The newer versions, ie last 2-3 yrs, the 36i, 39i and 42i. If you see one that has a "P" after it, that is the performance pkg, similar to the old SF pkg, ie a bit more SA, std or deep keep option vs std or shoal draft. Line control genoa carrs, dac mylar sail vs dacron. Among other things different. 

You should not have any issues with any of these boats doing what you want too.

marty


----------



## Cruisingdad (Jul 21, 2006)

chall03 said:


> Thanks CD for the insight.
> 
> The 400 does look like a great boat but may be a little big for our budget. I have just found a Catalina 36 though on a local site that looks promising.
> 
> The issue is unlike a Caribbean run places like the Louisaddes are the definition of off the beaten track, so your right water/fuel and spares are going to be big factors.


The 400 is certainly one of the most expensive boats, unfortunately. They have put a lot more time and money in those boats then others. One exception would be the 380 and mybe the 36. However, both are out of production.

From a strictly cost basis/foot, you are probably better off going with Jeauneau or Bene. I glanced at the prices yesterday. They certainly seem to be less expensive and for a larger boat. However, I certainly would not base my entire dscision on cost.

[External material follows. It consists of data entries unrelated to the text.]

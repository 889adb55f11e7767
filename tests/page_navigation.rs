//! Tests for tab switching, section scrolling, crew assignment and the
//! Shift+N precedence between dialog and page.

mod test_utils;

use keyrelay::followup::{DeferredStep, Followup};
use keyrelay::host::{ElementRef, HostAction, MemoryElement, MemoryHost, Target};
use keyrelay::shortcuts::{CommandId, Verdict};
use pretty_assertions::assert_eq;
use std::time::Duration;
use test_utils::*;
use tokio::time::Instant;

/// Card with a title element; returns the card.
fn add_card(host: &mut MemoryHost, title: &str) -> ElementRef {
    let card = host.add(MemoryElement::new(&[Target::Card]));
    host.add(
        MemoryElement::new(&[Target::CardTitle])
            .text(title)
            .child_of(card),
    );
    card
}

/// Visit dialog with Notes and Info tabs; returns (dialog, notes_tab, info_tab).
fn dialog_with_tabs(host: &mut MemoryHost) -> (ElementRef, ElementRef, ElementRef) {
    let (dialog, _) = add_dialog(host, "Visit");
    let notes = host.add(MemoryElement::new(&[Target::NotesTab]).child_of(dialog));
    let info = host.add(MemoryElement::new(&[Target::InfoTab]).child_of(dialog));
    (dialog, notes, info)
}

// ============================================================================
// Dialog tabs
// ============================================================================

#[test]
fn test_notes_tab_clicks_then_schedules_focus() {
    let mut host = MemoryHost::new();
    let (dialog, notes, _) = dialog_with_tabs(&mut host);
    let mut session = mac_session(host);

    let d = session.dispatch(&shift("KeyN"));
    assert_eq!(d.verdict, Verdict::Handled(CommandId::NotesTab));
    assert_eq!(session.host().clicks(), vec![notes]);
    assert_eq!(
        d.followup,
        Some(Followup::After {
            delay: Duration::from_millis(100),
            step: DeferredStep::FocusNoteField {
                scope: Some(dialog)
            },
        })
    );
}

#[tokio::test(start_paused = true)]
async fn test_notes_tab_focuses_field_after_render() {
    let mut host = MemoryHost::new();
    let (dialog, notes, _) = dialog_with_tabs(&mut host);
    let (field, _) = add_note_form(&mut host, Some(dialog), "");
    let mut session = mac_session(host);

    let started = Instant::now();
    session.key(&shift("KeyN")).await;

    assert!(started.elapsed() >= Duration::from_millis(100));
    assert_eq!(
        session.host().actions,
        vec![HostAction::Click(notes), HostAction::Focus(field)]
    );
}

#[tokio::test(start_paused = true)]
async fn test_notes_tab_without_field_only_clicks() {
    let mut host = MemoryHost::new();
    let (_, notes, _) = dialog_with_tabs(&mut host);
    let mut session = mac_session(host);

    session.key(&shift("KeyN")).await;

    assert_eq!(session.host().actions, vec![HostAction::Click(notes)]);
}

#[test]
fn test_info_tab_clicks() {
    let mut host = MemoryHost::new();
    let (_, _, info) = dialog_with_tabs(&mut host);
    let mut session = mac_session(host);

    let d = session.dispatch(&shift("KeyI"));
    assert_eq!(d.verdict, Verdict::Handled(CommandId::InfoTab));
    assert!(d.followup.is_none());
    assert_eq!(session.host().clicks(), vec![info]);
}

#[test]
fn test_missing_tab_is_a_notice() {
    let mut host = MemoryHost::new();
    add_dialog(&mut host, "Request");
    let mut session = mac_session(host);

    let d = session.dispatch(&shift("KeyI"));
    assert_eq!(d.verdict, Verdict::Handled(CommandId::InfoTab));
    assert_eq!(session.host().notices(), vec!["Info tab not found."]);
}

#[test]
fn test_shift_i_outside_dialog_types_normally() {
    let mut session = mac_session(MemoryHost::new().at_path("/work_orders/7"));
    assert_eq!(session.dispatch(&shift("KeyI")).verdict, Verdict::Ignored);
}

// ============================================================================
// Page sections
// ============================================================================

#[test]
fn test_shift_n_prefers_dialog_over_job_page() {
    let mut host = MemoryHost::new().at_path("/work_orders/7");
    add_card(&mut host, "Internal notes");
    let (_, notes, _) = dialog_with_tabs(&mut host);
    let mut session = mac_session(host);

    let d = session.dispatch(&shift("KeyN"));
    assert_eq!(d.verdict, Verdict::Handled(CommandId::NotesTab));
    assert_eq!(session.host().clicks(), vec![notes]);
}

#[test]
fn test_shift_n_scrolls_to_notes_on_detail_pages() {
    for path in ["/work_orders/7", "/invoices/31", "/quotes/4"] {
        let mut host = MemoryHost::new().at_path(path);
        add_card(&mut host, "Visits");
        let notes = add_card(&mut host, "  Internal Notes ");
        let mut session = mac_session(host);

        let d = session.dispatch(&shift("KeyN"));
        assert_eq!(d.verdict, Verdict::Handled(CommandId::ScrollToNotes), "{path}");
        assert_eq!(session.host().actions, vec![HostAction::ScrollIntoView(notes)]);
    }
}

#[test]
fn test_shift_n_ignored_on_other_pages() {
    let mut session = mac_session(MemoryHost::new().at_path("/clients/3"));
    assert_eq!(session.dispatch(&shift("KeyN")).verdict, Verdict::Ignored);
}

#[test]
fn test_shift_v_scrolls_to_visits_on_job_page_only() {
    let mut host = MemoryHost::new().at_path("/work_orders/7");
    let visits = add_card(&mut host, "Visits");
    let mut session = mac_session(host);

    let d = session.dispatch(&shift("KeyV"));
    assert_eq!(d.verdict, Verdict::Handled(CommandId::ScrollToVisits));
    assert_eq!(session.host().actions, vec![HostAction::ScrollIntoView(visits)]);

    let mut host = MemoryHost::new().at_path("/invoices/31");
    add_card(&mut host, "Visits");
    let mut session = mac_session(host);
    assert_eq!(session.dispatch(&shift("KeyV")).verdict, Verdict::Ignored);
}

#[test]
fn test_missing_section_is_a_notice() {
    let mut session = mac_session(MemoryHost::new().at_path("/work_orders/7"));

    let d = session.dispatch(&shift("KeyV"));
    assert_eq!(d.verdict, Verdict::Handled(CommandId::ScrollToVisits));
    assert_eq!(session.host().notices(), vec!["Visits card not found."]);
}

// ============================================================================
// Crew assignment
// ============================================================================

#[test]
fn test_assign_crew_prefers_labelled_button() {
    let mut host = MemoryHost::new();
    let (dialog, _) = add_dialog(&mut host, "Edit Visit");
    host.add(MemoryElement::new(&[Target::CrewButtonLoose]).child_of(dialog));
    let labelled = host.add(MemoryElement::new(&[Target::CrewButtonLabelled]).child_of(dialog));
    let mut session = mac_session(host);

    let d = session.dispatch(&cmd_ctrl("KeyA"));
    assert_eq!(d.verdict, Verdict::Handled(CommandId::AssignCrew));
    assert_eq!(session.host().clicks(), vec![labelled]);
}

#[test]
fn test_assign_crew_in_edit_form_searches_document() {
    let mut host = MemoryHost::new();
    host.add(MemoryElement::new(&[Target::EditTodoForm]));
    let crew = host.add(MemoryElement::new(&[Target::CrewButton]));
    let mut session = mac_session(host);

    session.dispatch(&cmd_ctrl("KeyA"));
    assert_eq!(session.host().clicks(), vec![crew]);
}

#[test]
fn test_assign_crew_outside_dialog_is_ignored() {
    let mut host = MemoryHost::new();
    host.add(MemoryElement::new(&[Target::CrewButton]));
    let mut session = mac_session(host);

    assert_eq!(session.dispatch(&cmd_ctrl("KeyA")).verdict, Verdict::Ignored);
    assert!(session.host().clicks().is_empty());
}

#[test]
fn test_assign_crew_missing_button_is_a_notice() {
    let mut host = MemoryHost::new();
    add_dialog(&mut host, "Visit");
    let mut session = mac_session(host);

    session.dispatch(&cmd_ctrl("KeyA"));
    assert_eq!(session.host().notices(), vec!["Assign Crew button not found."]);
}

Regarding the 36, it is one of my favorite boats of that size. I have said this before. Incidentally, I am a much bigger fan of the MKII versus the MKI. However, it is a much larger boat than its size dictates. The table folds up against the bulkhead, you have an entertainment cabinet, you have a "coffee" table to stbd, etc. Lots of great ideas that make the boat very functional. The only real issue with that boat is the difficulty in installing a generator. You can do it... but it will probably end up down below in the salon uinder a settee. If a generator (diesel) is not on your necessity list, it will likely do much/most of what you want.

DO be warned that the boat has a relatively shallow bilge. This has been an issue on very long tacks.

Ask SimonV about the boat. He has been on them, if I am not mistaken. I remember he and I disucssing them before he set off across the pond to Aus.

Take a look at the 380 before buying the 36. She comes from the Morgan hull and is quite a bit heavier. I have had that boat out in some real blows. It also has a seperate shower stall, queen aft berth for masters, can easily take a gen, etc. It certainly costs more money, but not significantly more. At least rule it out before taking the plunge.

Regarding the Jeauneau options, Marty obviously knows better. I am not educated first hand on those boats. Everything is obsesrvation or second hand.

Take care,

Brian


----------



## Bellamar (Apr 1, 2009)

Read all of the posts, almost forgot the original question. We started in Vancouver in 2004 with a 1989 41 Morgan Classic. We were new and had ask every question of everyone we met to try to eliminate mistakes. What boat what size what equipment. We met people that we thought were experts, (they were working in marine stores "topping up the cruising kitty") and all of them when ask of a particular boat replied, "nope, not strong enough, heavy enough, too short, too long..... well you get it. (These people are still there btw "topping up the kitty".

We settled on the Morgan for many reasons. The '89 was built by Catalina but still according to a lot of Charlie Morgans philosophy. The boat had no lockers topside except for one small seat locker in the cockpit. There was no room for propane. (we added a locker on the strbrd aft deck) It was a centre cockpit which no one liked. The cockpit coamings were too shallow for off shore. The drawers and cabinets had no sea latches. Their was no proper sea berth. The captain chairs were impractical. The list went on. We felt talking to people that this was not the way to go. We equipped her with everything. we had more strings, poles, chain and anchors than the USS Kitty Hawk. Our inventory included head gaskets, years worth of filters, alternators, gaskets and...well you get the point. She had radar, an inexpensive Lowrance plotter and a Robertson Autohelm.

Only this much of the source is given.